**EXTRACTED INFORMATION:**
◆ ◆ ◆

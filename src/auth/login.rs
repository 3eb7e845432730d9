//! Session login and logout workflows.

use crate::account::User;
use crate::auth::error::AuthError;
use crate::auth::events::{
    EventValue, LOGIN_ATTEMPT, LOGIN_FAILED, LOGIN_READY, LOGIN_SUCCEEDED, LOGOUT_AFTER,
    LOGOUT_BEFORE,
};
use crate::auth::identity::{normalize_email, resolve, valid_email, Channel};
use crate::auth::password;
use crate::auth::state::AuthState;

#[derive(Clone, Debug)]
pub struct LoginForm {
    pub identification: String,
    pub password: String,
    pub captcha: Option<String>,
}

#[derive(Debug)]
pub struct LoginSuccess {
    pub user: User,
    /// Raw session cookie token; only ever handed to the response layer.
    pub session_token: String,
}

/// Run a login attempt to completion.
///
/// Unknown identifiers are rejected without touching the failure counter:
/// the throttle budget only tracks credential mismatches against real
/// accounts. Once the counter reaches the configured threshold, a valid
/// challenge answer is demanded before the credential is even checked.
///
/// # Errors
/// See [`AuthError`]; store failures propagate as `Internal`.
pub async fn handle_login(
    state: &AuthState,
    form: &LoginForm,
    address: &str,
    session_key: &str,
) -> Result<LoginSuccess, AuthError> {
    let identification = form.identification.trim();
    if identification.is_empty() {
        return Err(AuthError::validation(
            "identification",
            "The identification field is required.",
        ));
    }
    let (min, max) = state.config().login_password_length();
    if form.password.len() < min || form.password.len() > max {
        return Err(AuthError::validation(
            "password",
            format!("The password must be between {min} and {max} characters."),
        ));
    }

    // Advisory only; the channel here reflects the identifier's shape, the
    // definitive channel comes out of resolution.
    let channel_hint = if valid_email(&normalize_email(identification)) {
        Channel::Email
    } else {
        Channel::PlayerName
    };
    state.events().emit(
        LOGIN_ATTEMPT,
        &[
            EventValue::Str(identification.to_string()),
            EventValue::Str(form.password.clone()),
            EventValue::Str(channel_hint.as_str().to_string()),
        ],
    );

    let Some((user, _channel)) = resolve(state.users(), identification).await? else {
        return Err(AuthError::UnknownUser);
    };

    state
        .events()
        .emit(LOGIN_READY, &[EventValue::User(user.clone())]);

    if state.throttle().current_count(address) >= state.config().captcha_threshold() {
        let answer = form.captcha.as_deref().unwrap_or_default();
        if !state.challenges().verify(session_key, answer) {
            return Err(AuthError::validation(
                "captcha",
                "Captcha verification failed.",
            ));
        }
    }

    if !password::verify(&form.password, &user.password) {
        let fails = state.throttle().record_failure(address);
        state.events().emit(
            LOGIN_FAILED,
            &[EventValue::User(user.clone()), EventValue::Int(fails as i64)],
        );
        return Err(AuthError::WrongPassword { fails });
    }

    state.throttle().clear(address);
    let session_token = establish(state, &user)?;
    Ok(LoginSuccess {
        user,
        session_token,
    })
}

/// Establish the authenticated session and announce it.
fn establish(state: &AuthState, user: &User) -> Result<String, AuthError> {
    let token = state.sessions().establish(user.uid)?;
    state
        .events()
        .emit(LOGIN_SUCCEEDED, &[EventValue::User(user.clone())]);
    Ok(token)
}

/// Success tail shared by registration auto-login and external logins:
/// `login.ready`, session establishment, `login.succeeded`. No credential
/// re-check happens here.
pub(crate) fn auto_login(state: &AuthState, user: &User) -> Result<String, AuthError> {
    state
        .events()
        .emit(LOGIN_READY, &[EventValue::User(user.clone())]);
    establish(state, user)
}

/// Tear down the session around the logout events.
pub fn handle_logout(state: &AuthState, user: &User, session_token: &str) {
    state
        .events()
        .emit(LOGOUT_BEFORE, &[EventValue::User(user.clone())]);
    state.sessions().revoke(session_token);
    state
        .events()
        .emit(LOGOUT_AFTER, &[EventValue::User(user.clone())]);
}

◆ ◆ ◆

**WORK REQUIRED:**
From the data above, extract every line in its exact form.

**OUTPUT FOR THIS EXERCISE:**
filename src/auth/login.rs
repository 3eb7e845432730d9
//! Session login and logout workflows.

use crate::account::User;
use crate::auth::error::AuthError;
use crate::auth::events::{
    EventValue, LOGIN_ATTEMPT, LOGIN_FAILED, LOGIN_READY, LOGIN_SUCCEEDED, LOGOUT_AFTER,
    LOGOUT_BEFORE,
};
use crate::auth::identity::{normalize_email, resolve, valid_email, Channel};
use crate::auth::password;
use crate::auth::state::AuthState;

#[derive(Clone, Debug)]
pub struct LoginForm {
    pub identification: String,
    pub password: String,
    pub captcha: Option<String>,
}

#[derive(Debug)]
pub struct LoginSuccess {
    pub user: User,
    /// Raw session cookie token; only ever handed to the response layer.
    pub session_token: String,
}

/// Run a login attempt to completion.
///
/// Unknown identifiers are rejected without touching the failure counter:
/// the throttle budget only tracks credential mismatches against real
/// accounts. Once the counter reaches the configured threshold, a valid
/// challenge answer is demanded before the credential is even checked.
///
/// # Errors
/// See [`AuthError`]; store failures propagate as `Internal`.
pub async fn handle_login(
    state: &AuthState,
    form: &LoginForm,
    address: &str,
    session_key: &str,
) -> Result<LoginSuccess, AuthError> {
    let identification = form.identification.trim();
    if identification.is_empty() {
        return Err(AuthError::validation(
            "identification",
            "The identification field is required.",
        ));
    }
    let (min, max) = state.config().login_password_length();
    if form.password.len() < min || form.password.len() > max {
        return Err(AuthError::validation(
            "password",
            format!("The password must be between {min} and {max} characters."),
        ));
    }

    // Advisory only; the channel here reflects the identifier's shape, the
    // definitive channel comes out of resolution.
    let channel_hint = if valid_email(&normalize_email(identification)) {
        Channel::Email
    } else {
        Channel::PlayerName
    };
    state.events().emit(
        LOGIN_ATTEMPT,
        &[
            EventValue::Str(identification.to_string()),
            EventValue::Str(form.password.clone()),
            EventValue::Str(channel_hint.as_str().to_string()),
        ],
    );

    let Some((user, _channel)) = resolve(state.users(), identification).await? else {
        return Err(AuthError::UnknownUser);
    };

    state
        .events()
        .emit(LOGIN_READY, &[EventValue::User(user.clone())]);

    if state.throttle().current_count(address) >= state.config().captcha_threshold() {
        let answer = form.captcha.as_deref().unwrap_or_default();
        if !state.challenges().verify(session_key, answer) {
            return Err(AuthError::validation(
                "captcha",
                "Captcha verification failed.",
            ));
        }
    }

    if !password::verify(&form.password, &user.password) {
        let fails = state.throttle().record_failure(address);
        state.events().emit(
            LOGIN_FAILED,
            &[EventValue::User(user.clone()), EventValue::Int(fails as i64)],
        );
        return Err(AuthError::WrongPassword { fails });
    }

    state.throttle().clear(address);
    let session_token = establish(state, &user)?;
    Ok(LoginSuccess {
        user,
        session_token,
    })
}

/// Establish the authenticated session and announce it.
fn establish(state: &AuthState, user: &User) -> Result<String, AuthError> {
    let token = state.sessions().establish(user.uid)?;
    state
        .events()
        .emit(LOGIN_SUCCEEDED, &[EventValue::User(user.clone())]);
    Ok(token)
}

/// Success tail shared by registration auto-login and external logins:
/// `login.ready`, session establishment, `login.succeeded`. No credential
/// re-check happens here.
pub(crate) fn auto_login(state: &AuthState, user: &User) -> Result<String, AuthError> {
    state
        .events()
        .emit(LOGIN_READY, &[EventValue::User(user.clone())]);
    establish(state, user)
}

/// Tear down the session around the logout events.
pub fn handle_logout(state: &AuthState, user: &User, session_token: &str) {
    state
        .events()
        .emit(LOGOUT_BEFORE, &[EventValue::User(user.clone())]);
    state.sessions().revoke(session_token);
    state
        .events()
        .emit(LOGOUT_AFTER, &[EventValue::User(user.clone())]);
}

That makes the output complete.